ERFASSTE DATEN

Die Erfassung der operationsbezogenen Daten erfolgt per Excel-Vorlage, die Sie durch Export aus dem Krankenhausinformationssystem füllen können. Die Erfassungsdatei ist so konzipiert, dass langfristig keine wesentlichen Anpassungen der Schnittstelle trotz Weiterentwicklung des Projekts notwendig werden. Die meisten Krankenhäuer haben eigene Exportabfragen generiert, um die Daten aus dem KIS oder OP-System bereitzustellen. Nach Informationen aus den Krankenhäusern bieten einzelne KIS-Hersteller inzwischen auch Schnittstellenlösungen an. Wir schicken Ihnen bei Interesse gerne die Vorlage sowie eine ausführliche Beschreibung der angeforderten Daten. Sie steht ebenfalls im Mitgliederbereich der KHZV-Homepage als Download bereit.

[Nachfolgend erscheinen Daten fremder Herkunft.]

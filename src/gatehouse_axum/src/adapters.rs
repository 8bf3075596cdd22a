//! Axum implementations of the gateway's HTTP traits.
//!
//! The traits live in `gatehouse_core`; wrapping Axum's types here keeps the orphan rule
//! happy:
//!
//! ```text
//! ┌────────────────────────────────────────────┐
//! │  gatehouse_core::GatewayRequest (trait)    │
//! └────────────────┬───────────────────────────┘
//!                  │
//!                  ▼
//! ┌────────────────────────────────────────────┐
//! │  AxumRequest { method, uri, headers, .. }  │
//! │  impl GatewayRequest for AxumRequest { }   │
//! └────────────────────────────────────────────┘
//! ```

use std::convert::Infallible;

use axum::body::Body;
use axum::extract::FromRequestParts;
use axum::http::{HeaderMap, Method, Response, StatusCode, Uri, request::Parts};
use axum_extra::extract::cookie::CookieJar;
use gatehouse_core::{GatewayRequest, GatewayResponseBuilder};

/// The request parts a registration handler reads, extracted before the form body.
pub struct AxumRequest {
    method: Method,
    uri: Uri,
    headers: HeaderMap,
    cookies: CookieJar,
}

impl From<&Parts> for AxumRequest {
    fn from(parts: &Parts) -> Self {
        Self {
            method: parts.method.clone(),
            uri: parts.uri.clone(),
            cookies: CookieJar::from_headers(&parts.headers),
            headers: parts.headers.clone(),
        }
    }
}

impl<S> FromRequestParts<S> for AxumRequest
where
    S: Send + Sync,
{
    type Rejection = Infallible;

    async fn from_request_parts(parts: &mut Parts, _state: &S) -> Result<Self, Self::Rejection> {
        Ok(Self::from(&*parts))
    }
}

impl GatewayRequest for AxumRequest {
    fn header(&self, name: &str) -> Option<&str> {
        self.headers.get(name)?.to_str().ok()
    }

    fn cookie(&self, name: &str) -> Option<&str> {
        self.cookies.get(name).map(|cookie| cookie.value())
    }

    fn method(&self) -> &str {
        self.method.as_str()
    }

    fn path(&self) -> &str {
        self.uri.path()
    }
}

/// Builds an `axum` response through [`GatewayResponseBuilder`].
pub struct AxumResponseBuilder {
    builder: axum::http::response::Builder,
    body: Option<String>,
}

impl AxumResponseBuilder {
    pub fn new() -> Self {
        Self {
            builder: Response::builder(),
            body: None,
        }
    }
}

impl Default for AxumResponseBuilder {
    fn default() -> Self {
        Self::new()
    }
}

impl GatewayResponseBuilder for AxumResponseBuilder {
    type Response = Response<Body>;

    fn status(mut self, code: u16) -> Self {
        self.builder = self.builder.status(code);
        self
    }

    fn header(mut self, name: &str, value: &str) -> Self {
        self.builder = self.builder.header(name, value);
        self
    }

    fn json_body(mut self, body: serde_json::Value) -> Self {
        self.builder = self.builder.header("content-type", "application/json");
        self.body = Some(body.to_string());
        self
    }

    fn build(self) -> Self::Response {
        let body = self.body.unwrap_or_default();
        self.builder.body(Body::from(body)).unwrap_or_else(|e| {
            tracing::error!(error = %e, "Invalid response parts");
            let mut response = Response::new(Body::empty());
            *response.status_mut() = StatusCode::INTERNAL_SERVER_ERROR;
            response
        })
    }
}

pub fn response_builder() -> AxumResponseBuilder {
    AxumResponseBuilder::new()
}
use secrecy::{ExposeSecret, Secret};
use serde::Serialize;

use super::{
    candidate::{Field, FieldErrors},
    email::Email,
    password::Password,
    username::Username,
};

/// Changes an authenticated principal submitted for their own record.
///
/// Absent fields are left untouched by the store.
#[derive(Debug, Clone, Default, Serialize)]
pub struct AccountUpdate {
    pub email: Option<String>,
    #[serde(skip)]
    pub password: Option<Secret<String>>,
    #[serde(skip)]
    pub password_confirmation: Option<Secret<String>>,
    #[serde(skip)]
    pub current_password: Option<Secret<String>>,
    pub username: Option<String>,
}

impl AccountUpdate {
    pub fn changes_password(&self) -> bool {
        self.password
            .as_ref()
            .is_some_and(|password| !password.expose_secret().is_empty())
    }

    /// Drops any password change from this update.
    pub fn discard_password(&mut self) {
        self.password = None;
        self.password_confirmation = None;
    }

    pub fn validate(&self) -> FieldErrors {
        let mut errors = FieldErrors::new();

        if let Some(email) = &self.email {
            if let Err(e) = Email::parse(email) {
                errors.add(Field::Email, e.to_string());
            }
        }

        if self.changes_password() {
            if let Some(password) = &self.password {
                if let Err(e) = Password::try_from(password.clone()) {
                    errors.add(Field::Password, e.to_string());
                }
                let confirmed = self
                    .password_confirmation
                    .as_ref()
                    .is_none_or(|c| c.expose_secret() == password.expose_secret());
                if !confirmed {
                    errors.add(Field::PasswordConfirmation, "doesn't match Password");
                }
            }
        }

        if let Some(username) = &self.username {
            if let Err(e) = Username::parse(username) {
                errors.add(Field::Username, e.to_string());
            }
        }

        errors
    }
}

Sie können Ihre Daten einfach und sicher über die Software KHZV-Client übermitteln. Bei der unterjährigen Zwischenauswertung stehen die Ergebnisse schon nach wenigen Minuten zum Download bereit. Bei der jährlichen Basislieferung erhalten Sie zunächst den umfassenden Plausibilitäts- und Fehlerbericht Ihrer Daten.

Der aktuelle Auswertungslauf basiert auf Daten der Jahre 2015 und 2016. Jährlich werden die Daten des Vorjahres eingespeist. Zu unterjährigen Zeitpunkten können Sie außerdem automatisiert eine aktuelle Zwischenauswertung der Daten des laufenden Jahres erstellen. Abgefragt werden eingriffsbezogene Daten zu Anästhesiezeitpunkten (optional), Operationszeitpunkten und OPS-Codes (Minimalvoraussetzung sind die Zeitpunkte Schnitt und Naht). Außerdem werden Stammdaten Ihres Hauses sowie Angaben zur Abteilungsstruktur und den einzelnen OP-Sälen benötigt.

Es werden gleichzeitig optional auch die Abrechnungsdaten nach § 21 KHEntgG abgefragt (optional). Ein Zusammenführen der OP-Daten mit den §21-Daten erlaubt eine DRG-Eingruppierung und eine Zuordnung zu Klinischen Leistungsgruppen. So können die Effekte auch tendenziell monetär abgeschätzt werden.